### Data to process
*** Block opens ***
//! Configuration for call sessions

use crate::retry::RetryPolicy;
use serde::{Deserialize, Serialize};

/// Main configuration for a [`crate::CallSession`]
#[derive(Debug, Clone, Serialize, Deserialize)]
pub struct CallConfig {
    /// STUN server URLs (at least one required)
    pub stun_servers: Vec<String>,

    /// TURN server configurations (optional; without a relay, peers behind
    /// symmetric NAT may be unable to connect)
    pub turn_servers: Vec<TurnServerConfig>,

    /// Retry schedule for automatic reconnection after a connection failure
    pub reconnect: RetryPolicy,

    /// Retry schedule for transient signaling send failures
    pub signaling_send: RetryPolicy,

    /// Packet-loss bands for quality classification
    pub quality: QualityThresholds,

    /// Interval between quality samples in milliseconds (default: 2000ms)
    pub quality_interval_ms: u64,

    /// Consecutive `poor` samples required before the session reports
    /// degradation (default: 2)
    pub degrade_after_ticks: u32,

    /// How long a `disconnected` peer connection may linger before
    /// reconnection starts, in milliseconds (default: 5000ms)
    pub disconnect_grace_ms: u64,

    /// Per-attempt budget for the reconnection offer/answer handshake,
    /// in milliseconds (default: 10000ms)
    pub handshake_timeout_ms: u64,
}

/// TURN server configuration
#[derive(Debug, Clone, Serialize, Deserialize)]
pub struct TurnServerConfig {
    /// TURN server URL (turn:// or turns://)
    pub url: String,

    /// Username for TURN authentication
    pub username: String,

    /// Credential for TURN authentication
    pub credential: String,
}

/// Monotonic packet-loss bands mapped to quality tiers
///
/// Loss at or below `excellent_max_loss` is excellent, at or below
/// `good_max_loss` good, at or below `fair_max_loss` fair, and anything
/// above fair is poor.
#[derive(Debug, Clone, PartialEq, Serialize, Deserialize)]
pub struct QualityThresholds {
    pub excellent_max_loss: f64,
    pub good_max_loss: f64,
    pub fair_max_loss: f64,
}

impl Default for QualityThresholds {
    fn default() -> Self {
        Self {
            excellent_max_loss: 0.005,
            good_max_loss: 0.02,
            fair_max_loss: 0.05,
        }
    }
}

impl Default for CallConfig {
    fn default() -> Self {
        Self {
            stun_servers: vec![
                "stun:stun.l.google.com:19302".to_string(),
                "stun:stun1.l.google.com:19302".to_string(),
            ],
            turn_servers: Vec::new(),
            reconnect: RetryPolicy::new(3, 1000, 2.0, 30_000),
            signaling_send: RetryPolicy::new(3, 200, 2.0, 2_000),
            quality: QualityThresholds::default(),
            quality_interval_ms: 2_000,
            degrade_after_ticks: 2,
            disconnect_grace_ms: 5_000,
            handshake_timeout_ms: 10_000,
        }
    }
}

impl CallConfig {
    /// Validate configuration parameters
    ///
    /// # Errors
    ///
    /// Returns an error if:
    /// - `stun_servers` is empty
    /// - `quality_interval_ms` is not in range 250-30000
    /// - `degrade_after_ticks` is zero
    /// - `handshake_timeout_ms` is zero
    /// - the quality bands are not strictly increasing
    pub fn validate(&self) -> crate::Result<()> {
        use crate::Error;

        if self.stun_servers.is_empty() {
            return Err(Error::InvalidConfig(
                "at least one STUN server is required".to_string(),
            ));
        }

        if self.quality_interval_ms < 250 || self.quality_interval_ms > 30_000 {
            return Err(Error::InvalidConfig(format!(
                "quality_interval_ms must be in range 250-30000, got {}",
                self.quality_interval_ms
            )));
        }

        if self.degrade_after_ticks == 0 {
            return Err(Error::InvalidConfig(
                "degrade_after_ticks must be at least 1".to_string(),
            ));
        }

        if self.handshake_timeout_ms == 0 {
            return Err(Error::InvalidConfig(
                "handshake_timeout_ms must be positive".to_string(),
            ));
        }

        let q = &self.quality;
        if !(q.excellent_max_loss < q.good_max_loss && q.good_max_loss < q.fair_max_loss) {
            return Err(Error::InvalidConfig(format!(
                "quality bands must be strictly increasing, got {} / {} / {}",
                q.excellent_max_loss, q.good_max_loss, q.fair_max_loss
            )));
        }

        Ok(())
    }

    /// Create a configuration preset for unstable networks
    ///
    /// Best for cellular or otherwise lossy links: a longer disconnect grace
    /// period, a larger reconnection budget, and faster quality sampling so
    /// degradation is noticed sooner.
    pub fn unstable_network_preset() -> Self {
        Self {
            stun_servers: vec![
                "stun:stun.l.google.com:19302".to_string(),
                "stun:stun1.l.google.com:19302".to_string(),
                "stun:stun2.l.google.com:19302".to_string(),
            ],
            reconnect: RetryPolicy::new(5, 2000, 1.5, 60_000),
            quality_interval_ms: 1_000,
            disconnect_grace_ms: 10_000,
            handshake_timeout_ms: 20_000,
            ..Self::default()
        }
    }

    /// Add TURN servers to this configuration
    ///
    /// Useful for chaining with preset methods.
    pub fn with_turn_servers(mut self, turn_servers: Vec<TurnServerConfig>) -> Self {
        self.turn_servers = turn_servers;
        self
    }

    /// Replace the reconnection retry schedule
    pub fn with_reconnect(mut self, reconnect: RetryPolicy) -> Self {
        self.reconnect = reconnect;
        self
    }
}

#[cfg(test)]
mod tests {
    use super::*;

    #[test]
    fn test_default_config_is_valid() {
        let config = CallConfig::default();
        assert!(config.validate().is_ok());
    }

    #[test]
    fn test_empty_stun_servers_fails() {
        let mut config = CallConfig::default();
        config.stun_servers.clear();
        assert!(config.validate().is_err());
    }

    #[test]
    fn test_invalid_quality_interval_fails() {
        let mut config = CallConfig::default();
        config.quality_interval_ms = 100;
        assert!(config.validate().is_err());

        config.quality_interval_ms = 60_000;
        assert!(config.validate().is_err());
    }

    #[test]
    fn test_zero_debounce_fails() {
        let mut config = CallConfig::default();
        config.degrade_after_ticks = 0;
        assert!(config.validate().is_err());
    }

    #[test]
    fn test_non_monotonic_quality_bands_fail() {
        let mut config = CallConfig::default();
        config.quality.good_max_loss = config.quality.fair_max_loss;
        assert!(config.validate().is_err());
    }

    #[test]
    fn test_unstable_network_preset() {
        let config = CallConfig::unstable_network_preset();
        assert!(config.validate().is_ok());
        assert_eq!(config.stun_servers.len(), 3);
        assert_eq!(config.reconnect.max_attempts, 5);
        assert_eq!(config.disconnect_grace_ms, 10_000);
    }

    #[test]
    fn test_preset_with_turn_servers() {
        let config = CallConfig::unstable_network_preset().with_turn_servers(vec![
            TurnServerConfig {
                url: "turn:turn.example.com:3478".to_string(),
                username: "user".to_string(),
                credential: "pass".to_string(),
            },
        ]);
        assert!(config.validate().is_ok());
        assert_eq!(config.turn_servers.len(), 1);
    }

    #[test]
    fn test_config_serialization() {
        let config = CallConfig::default();
        let json = serde_json::to_string(&config).unwrap();
        let parsed: CallConfig = serde_json::from_str(&json).unwrap();
        assert_eq!(config.stun_servers, parsed.stun_servers);
        assert_eq!(config.reconnect, parsed.reconnect);
    }
}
*** Block closes ***
### Work request
Locate the string "least" in the listing above and copy every line where it occurs.

### Written solution
    /// STUN server URLs (at least one required)
                "at least one STUN server is required".to_string(),
                "degrade_after_ticks must be at least 1".to_string(),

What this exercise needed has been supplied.